//! Render context and the typed stages that build it.
//!
//! ```text
//! InstanceStage::new(config, window)   instance, debug messenger, surface
//!   .select_device()                   adapter, queue families, device, allocator
//!   .create_resources(scene)           texture upload, geometry, uniforms, descriptors
//!   .create_presentation()             swapchain, depth, render pass, framebuffers
//!   .build_pipeline()                  shaders, pipeline, frame renderer
//!   -> RenderContext
//! ```
//!
//! Each stage consumes the previous one, so nothing can be created before
//! what it depends on.

use ash::vk;

use crate::assets;
use crate::config::RendererConfig;
use crate::render::backends::vulkan::error::report_err;
use crate::render::backends::vulkan::frame::{FrameOutcome, FrameRenderer, FrameTargets, GeometryBuffers};
use crate::render::backends::vulkan::initialization::{DeviceContext, Surface, VulkanInstance};
use crate::render::backends::vulkan::presentation::PresentationSurface;
use crate::render::backends::vulkan::rendering::{GraphicsPipeline, PipelineBuilder, ShaderModule};
use crate::render::backends::vulkan::resources::{
    DescriptorBindings, GpuBuffer, SlotBindings, Texture, UniformBuffers, UploadTarget,
};
use crate::render::backends::vulkan::state::CommandPool;
use crate::render::backends::vulkan::{VulkanError, VulkanResult};
use crate::render::window::Window;
use crate::scene::{cube_indexed, cube_vertices, SceneState};

/// Instance and surface exist; the surface drops before the instance
pub struct InstanceStage {
    config: RendererConfig,
    surface: Surface,
    instance: VulkanInstance,
}

impl InstanceStage {
    /// Create the instance with the window system's extensions and a surface for `window`
    pub fn new(config: RendererConfig, window: &Window) -> VulkanResult<Self> {
        let window_extensions = window
            .required_instance_extensions()
            .map_err(|e| VulkanError::should_exit(e.to_string()))?;
        let instance = VulkanInstance::new(&config, &window_extensions)?;

        let raw_surface = window
            .create_vulkan_surface(instance.instance.handle())
            .map_err(|e| VulkanError::should_exit(e.to_string()))?;
        let surface = Surface::from_raw(&instance, raw_surface);

        Ok(Self {
            config,
            surface,
            instance,
        })
    }

    /// Pick the adapter and create the logical device
    pub fn select_device(self) -> VulkanResult<DeviceStage> {
        let context = DeviceContext::new(self.instance, self.surface, &self.config)?;
        Ok(DeviceStage {
            config: self.config,
            context,
        })
    }
}

/// Device and allocator exist
pub struct DeviceStage {
    config: RendererConfig,
    context: DeviceContext,
}

impl DeviceStage {
    /// The device context
    pub fn context(&self) -> &DeviceContext {
        &self.context
    }

    /// Upload the texture, create geometry and uniform buffers, point the descriptor sets at them
    pub fn create_resources(self, scene: &SceneState) -> VulkanResult<ResourceStage> {
        let Self { config, context } = self;
        let device = context.device();
        let allocator = context.allocator();

        let upload_pool = CommandPool::new(device.clone(), context.upload_family())?;
        let pixels = assets::load_texture_file(&config.texture_path).map_err(|e| {
            log::error!("[TEXTURE] {}", e);
            VulkanError::from(e)
        })?;
        let texture = Texture::upload(
            device,
            allocator,
            &UploadTarget {
                pool: &upload_pool,
                queue: context.queue(),
            },
            pixels,
        )?;

        let vertices = cube_vertices();
        let (indexed_vertices, indices) = cube_indexed();
        let geometry = GeometryBuffers {
            vertex_count: vertices.len() as u32,
            index_count: indices.len() as u32,
            vertices: GpuBuffer::vertex(device, allocator, &vertices)?,
            indexed_vertices: GpuBuffer::vertex(device, allocator, &indexed_vertices)?,
            indices: GpuBuffer::index(device, allocator, &indices)?,
        };

        let slots = config.frame_mode.frames_in_flight();
        let uniforms = UniformBuffers::new(device, allocator, slots, scene)?;
        let descriptors = DescriptorBindings::new(device, slots)?;
        for slot in 0..slots {
            let (matrices, misc) = uniforms.slot(slot)?;
            descriptors.write_slot(
                device,
                slot,
                &SlotBindings {
                    matrices,
                    light: uniforms.light(),
                    misc,
                    texture: &texture,
                },
            )?;
        }

        Ok(ResourceStage {
            config,
            resources: SceneResources {
                descriptors,
                uniforms,
                geometry,
                texture,
            },
            context,
        })
    }
}

/// GPU resources the scene draws with; fields drop top to bottom
struct SceneResources {
    descriptors: DescriptorBindings,
    uniforms: UniformBuffers,
    geometry: GeometryBuffers,
    texture: Texture,
}

/// Scene resources exist
pub struct ResourceStage {
    config: RendererConfig,
    resources: SceneResources,
    context: DeviceContext,
}

impl ResourceStage {
    /// Create the swapchain and everything sized by it
    pub fn create_presentation(self) -> VulkanResult<PresentationStage> {
        let wanted = vk::Extent2D {
            width: self.config.width,
            height: self.config.height,
        };
        let presentation = PresentationSurface::new(&self.context, wanted, self.config.frame_mode)?;
        Ok(PresentationStage {
            config: self.config,
            presentation,
            resources: self.resources,
            context: self.context,
        })
    }
}

/// Swapchain, render pass and framebuffers exist
pub struct PresentationStage {
    config: RendererConfig,
    presentation: PresentationSurface,
    resources: SceneResources,
    context: DeviceContext,
}

impl PresentationStage {
    /// Load the shaders, build the pipeline and the frame renderer
    pub fn build_pipeline(self) -> VulkanResult<RenderContext> {
        let Self {
            config,
            presentation,
            resources,
            context,
        } = self;
        let device = context.device();

        let vertex = ShaderModule::from_file(device, &config.shaders.vertex_shader_path, vk::ShaderStageFlags::VERTEX)?;
        let fragment =
            ShaderModule::from_file(device, &config.shaders.fragment_shader_path, vk::ShaderStageFlags::FRAGMENT)?;

        let layouts = resources.descriptors.layout_handles();
        let pipeline = PipelineBuilder::new(device, presentation.render_pass().handle(), presentation.extent(), &layouts)
            .build(&vertex, &fragment)?;
        // shader modules are no longer needed once the pipeline exists
        drop(vertex);
        drop(fragment);

        let graphics_pool = CommandPool::new(device.clone(), context.queue_families().graphics)?;
        let frame = FrameRenderer::new(device, graphics_pool, config.frame_mode)?;

        log::info!("[DEVICE] Render context ready on {}", context.adapter().name);

        Ok(RenderContext {
            frame,
            pipeline,
            presentation,
            resources,
            config,
            context,
        })
    }
}

/// Everything needed to draw the cube.
///
/// Fields drop in reverse creation order after the device has gone idle.
pub struct RenderContext {
    frame: FrameRenderer,
    pipeline: GraphicsPipeline,
    presentation: PresentationSurface,
    resources: SceneResources,
    config: RendererConfig,
    context: DeviceContext,
}

impl RenderContext {
    /// Run every stage in order
    pub fn new(config: RendererConfig, window: &Window, scene: &SceneState) -> VulkanResult<Self> {
        InstanceStage::new(config, window)?
            .select_device()?
            .create_resources(scene)?
            .create_presentation()?
            .build_pipeline()
    }

    /// Draw one frame of `scene`.
    ///
    /// Failures that are not fatal are logged and yield `Ok(None)`; fatal ones
    /// (device lost, setup failures) are returned.
    pub fn render_frame(&mut self, scene: &SceneState) -> VulkanResult<Option<FrameOutcome>> {
        let resources = &self.resources;
        let targets = FrameTargets {
            presentation: &self.presentation,
            pipeline: &self.pipeline,
            geometry: &resources.geometry,
            queue: self.context.queue(),
            clear_color: self.config.clear_color,
        };
        let draw = resources.geometry.draw_call(scene.use_index_buffer);

        let rendered = self.frame.render_frame(&targets, draw, scene.verbose, |slot| {
            resources.uniforms.write(slot, scene)?;
            resources.descriptors.sets(slot)
        });

        match rendered {
            Ok(outcome) => Ok(Some(outcome)),
            Err(e) if e.is_fatal() => Err(e),
            Err(e) => Ok(report_err::<FrameOutcome>(Err(e), "[FRAME] Frame skipped")),
        }
    }

    /// Wait for the queue and the device to finish all submitted work
    pub fn wait_idle(&self) -> VulkanResult<()> {
        self.context.wait_idle()
    }

    /// Device, adapter and allocator
    pub fn device_context(&self) -> &DeviceContext {
        &self.context
    }

    /// Swapchain and framebuffers
    pub fn presentation(&self) -> &PresentationSurface {
        &self.presentation
    }

    /// The sampled texture
    pub fn texture(&self) -> &Texture {
        &self.resources.texture
    }

    /// Configuration the context was built from
    pub fn config(&self) -> &RendererConfig {
        &self.config
    }

    /// Frame renderer
    pub fn frame_renderer(&self) -> &FrameRenderer {
        &self.frame
    }
}

impl Drop for RenderContext {
    fn drop(&mut self) {
        if let Err(e) = self.context.wait_idle() {
            log::warn!("[DEVICE] Wait idle before teardown failed: {}", e);
        }
        log::debug!("[DEVICE] Tearing down render context");
    }
}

-- YOUR INSTRUCTIONS --
Show the lines above that have the word "indices".

-- SOLUTION FOR THIS TASK --
        let (indexed_vertices, indices) = cube_indexed();
            index_count: indices.len() as u32,
            indices: GpuBuffer::index(device, allocator, &indices)?,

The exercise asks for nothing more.